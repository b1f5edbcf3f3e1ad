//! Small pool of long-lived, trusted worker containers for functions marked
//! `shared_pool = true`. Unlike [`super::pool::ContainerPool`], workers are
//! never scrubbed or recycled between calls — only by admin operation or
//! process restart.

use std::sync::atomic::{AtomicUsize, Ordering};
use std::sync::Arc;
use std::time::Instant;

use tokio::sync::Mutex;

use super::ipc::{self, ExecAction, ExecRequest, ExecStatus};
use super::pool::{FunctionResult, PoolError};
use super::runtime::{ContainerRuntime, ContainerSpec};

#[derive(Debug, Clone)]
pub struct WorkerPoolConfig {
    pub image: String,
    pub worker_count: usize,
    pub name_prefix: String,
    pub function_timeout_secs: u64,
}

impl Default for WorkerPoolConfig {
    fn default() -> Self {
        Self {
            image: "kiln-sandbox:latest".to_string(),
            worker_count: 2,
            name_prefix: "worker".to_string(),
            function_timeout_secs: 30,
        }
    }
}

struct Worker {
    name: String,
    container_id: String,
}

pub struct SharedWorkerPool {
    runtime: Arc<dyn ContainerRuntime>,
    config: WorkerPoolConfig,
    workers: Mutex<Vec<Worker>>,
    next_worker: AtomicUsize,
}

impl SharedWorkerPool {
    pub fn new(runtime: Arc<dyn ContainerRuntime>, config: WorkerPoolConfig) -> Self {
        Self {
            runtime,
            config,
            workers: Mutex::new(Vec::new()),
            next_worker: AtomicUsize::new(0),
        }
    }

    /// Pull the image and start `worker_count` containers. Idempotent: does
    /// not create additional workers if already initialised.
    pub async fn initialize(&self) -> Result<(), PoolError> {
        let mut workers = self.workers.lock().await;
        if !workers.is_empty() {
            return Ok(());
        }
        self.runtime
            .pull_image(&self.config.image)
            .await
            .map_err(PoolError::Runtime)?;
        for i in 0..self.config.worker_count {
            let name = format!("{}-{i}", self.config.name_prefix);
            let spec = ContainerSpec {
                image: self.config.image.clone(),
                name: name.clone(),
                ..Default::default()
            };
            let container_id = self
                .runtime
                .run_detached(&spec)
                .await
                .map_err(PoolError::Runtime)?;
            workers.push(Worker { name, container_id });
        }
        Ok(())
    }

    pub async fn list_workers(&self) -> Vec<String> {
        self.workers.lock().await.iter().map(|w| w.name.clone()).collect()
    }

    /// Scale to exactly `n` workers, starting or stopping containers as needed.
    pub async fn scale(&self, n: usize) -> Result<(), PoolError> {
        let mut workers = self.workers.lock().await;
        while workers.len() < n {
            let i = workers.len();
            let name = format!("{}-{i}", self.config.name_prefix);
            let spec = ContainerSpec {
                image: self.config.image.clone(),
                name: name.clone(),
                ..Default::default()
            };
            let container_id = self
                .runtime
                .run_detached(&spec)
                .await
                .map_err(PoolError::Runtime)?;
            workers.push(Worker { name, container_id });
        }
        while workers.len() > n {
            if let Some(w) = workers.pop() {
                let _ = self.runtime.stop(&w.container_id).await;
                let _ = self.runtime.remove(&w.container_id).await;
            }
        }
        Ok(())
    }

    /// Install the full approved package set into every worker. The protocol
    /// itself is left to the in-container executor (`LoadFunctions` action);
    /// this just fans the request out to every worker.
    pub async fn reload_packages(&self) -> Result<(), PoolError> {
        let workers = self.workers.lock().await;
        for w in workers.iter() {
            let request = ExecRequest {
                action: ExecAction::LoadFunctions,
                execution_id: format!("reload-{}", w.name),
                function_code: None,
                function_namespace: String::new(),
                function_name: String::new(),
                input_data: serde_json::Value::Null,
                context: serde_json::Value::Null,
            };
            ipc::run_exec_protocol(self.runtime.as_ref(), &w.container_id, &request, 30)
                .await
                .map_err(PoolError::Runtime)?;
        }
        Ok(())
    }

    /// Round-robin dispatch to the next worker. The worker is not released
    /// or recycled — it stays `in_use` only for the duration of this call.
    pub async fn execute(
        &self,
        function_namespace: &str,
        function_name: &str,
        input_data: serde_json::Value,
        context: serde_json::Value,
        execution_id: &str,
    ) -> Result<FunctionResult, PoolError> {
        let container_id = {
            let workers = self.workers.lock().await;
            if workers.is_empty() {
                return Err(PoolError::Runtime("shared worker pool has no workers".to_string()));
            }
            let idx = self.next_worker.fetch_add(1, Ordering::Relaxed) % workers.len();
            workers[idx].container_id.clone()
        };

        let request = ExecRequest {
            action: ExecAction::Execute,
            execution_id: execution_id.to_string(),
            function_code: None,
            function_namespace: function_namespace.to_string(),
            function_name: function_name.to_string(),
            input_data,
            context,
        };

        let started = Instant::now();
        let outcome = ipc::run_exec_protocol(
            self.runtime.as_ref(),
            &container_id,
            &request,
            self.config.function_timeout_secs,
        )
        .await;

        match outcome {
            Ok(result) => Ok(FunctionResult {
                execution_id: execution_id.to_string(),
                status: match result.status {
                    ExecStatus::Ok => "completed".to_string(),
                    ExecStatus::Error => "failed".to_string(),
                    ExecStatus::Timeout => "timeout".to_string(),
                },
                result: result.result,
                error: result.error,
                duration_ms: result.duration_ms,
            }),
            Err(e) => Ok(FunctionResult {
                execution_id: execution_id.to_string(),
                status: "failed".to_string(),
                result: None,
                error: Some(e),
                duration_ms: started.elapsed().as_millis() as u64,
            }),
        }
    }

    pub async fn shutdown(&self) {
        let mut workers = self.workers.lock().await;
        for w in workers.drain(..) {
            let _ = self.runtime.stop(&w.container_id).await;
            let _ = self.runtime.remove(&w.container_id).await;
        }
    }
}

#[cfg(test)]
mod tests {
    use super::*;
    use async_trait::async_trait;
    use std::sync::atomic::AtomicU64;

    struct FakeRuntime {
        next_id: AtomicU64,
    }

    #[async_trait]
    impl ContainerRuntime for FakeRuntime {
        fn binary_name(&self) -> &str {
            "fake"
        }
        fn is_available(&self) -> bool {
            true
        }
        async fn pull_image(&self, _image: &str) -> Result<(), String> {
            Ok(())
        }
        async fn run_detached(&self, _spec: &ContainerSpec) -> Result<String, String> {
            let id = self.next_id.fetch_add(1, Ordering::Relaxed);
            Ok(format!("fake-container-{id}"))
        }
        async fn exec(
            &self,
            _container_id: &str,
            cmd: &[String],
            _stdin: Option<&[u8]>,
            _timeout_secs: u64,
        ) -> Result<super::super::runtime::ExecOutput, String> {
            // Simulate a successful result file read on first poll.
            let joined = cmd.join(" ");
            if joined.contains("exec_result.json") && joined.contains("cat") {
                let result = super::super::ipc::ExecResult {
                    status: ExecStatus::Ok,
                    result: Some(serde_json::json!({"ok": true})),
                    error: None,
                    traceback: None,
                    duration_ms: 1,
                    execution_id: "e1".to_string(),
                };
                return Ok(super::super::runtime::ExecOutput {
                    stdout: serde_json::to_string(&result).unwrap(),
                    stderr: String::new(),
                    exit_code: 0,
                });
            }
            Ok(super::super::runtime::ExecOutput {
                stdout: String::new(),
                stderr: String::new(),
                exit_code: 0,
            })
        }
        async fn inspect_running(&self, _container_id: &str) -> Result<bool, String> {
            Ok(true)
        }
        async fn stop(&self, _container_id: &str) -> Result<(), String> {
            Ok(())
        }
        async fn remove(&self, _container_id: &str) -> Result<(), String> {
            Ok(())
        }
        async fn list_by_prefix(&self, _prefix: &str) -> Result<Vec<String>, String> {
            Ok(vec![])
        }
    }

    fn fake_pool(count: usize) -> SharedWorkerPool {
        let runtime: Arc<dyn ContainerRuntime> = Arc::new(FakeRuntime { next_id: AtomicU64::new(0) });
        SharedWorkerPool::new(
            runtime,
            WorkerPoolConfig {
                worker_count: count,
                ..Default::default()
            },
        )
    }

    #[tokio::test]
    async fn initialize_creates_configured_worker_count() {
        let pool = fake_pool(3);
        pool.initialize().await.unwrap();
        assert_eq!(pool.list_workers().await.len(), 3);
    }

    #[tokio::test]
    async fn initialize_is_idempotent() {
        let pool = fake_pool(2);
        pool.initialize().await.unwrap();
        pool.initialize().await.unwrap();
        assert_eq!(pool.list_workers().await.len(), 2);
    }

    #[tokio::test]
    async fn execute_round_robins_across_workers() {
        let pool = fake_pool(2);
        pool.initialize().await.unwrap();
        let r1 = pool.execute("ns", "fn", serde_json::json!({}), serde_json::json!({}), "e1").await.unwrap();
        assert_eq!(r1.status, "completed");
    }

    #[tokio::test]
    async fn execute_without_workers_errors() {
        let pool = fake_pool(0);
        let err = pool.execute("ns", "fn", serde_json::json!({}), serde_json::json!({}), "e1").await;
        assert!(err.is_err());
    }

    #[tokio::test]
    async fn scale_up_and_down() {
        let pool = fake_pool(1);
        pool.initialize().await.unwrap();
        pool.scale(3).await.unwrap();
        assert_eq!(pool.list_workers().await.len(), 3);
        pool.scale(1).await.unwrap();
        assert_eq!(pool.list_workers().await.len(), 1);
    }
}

-----

How to complete this task ::
In the data above, how many lines carry the string "struct"? Only the number should be given.

Answer area ::
4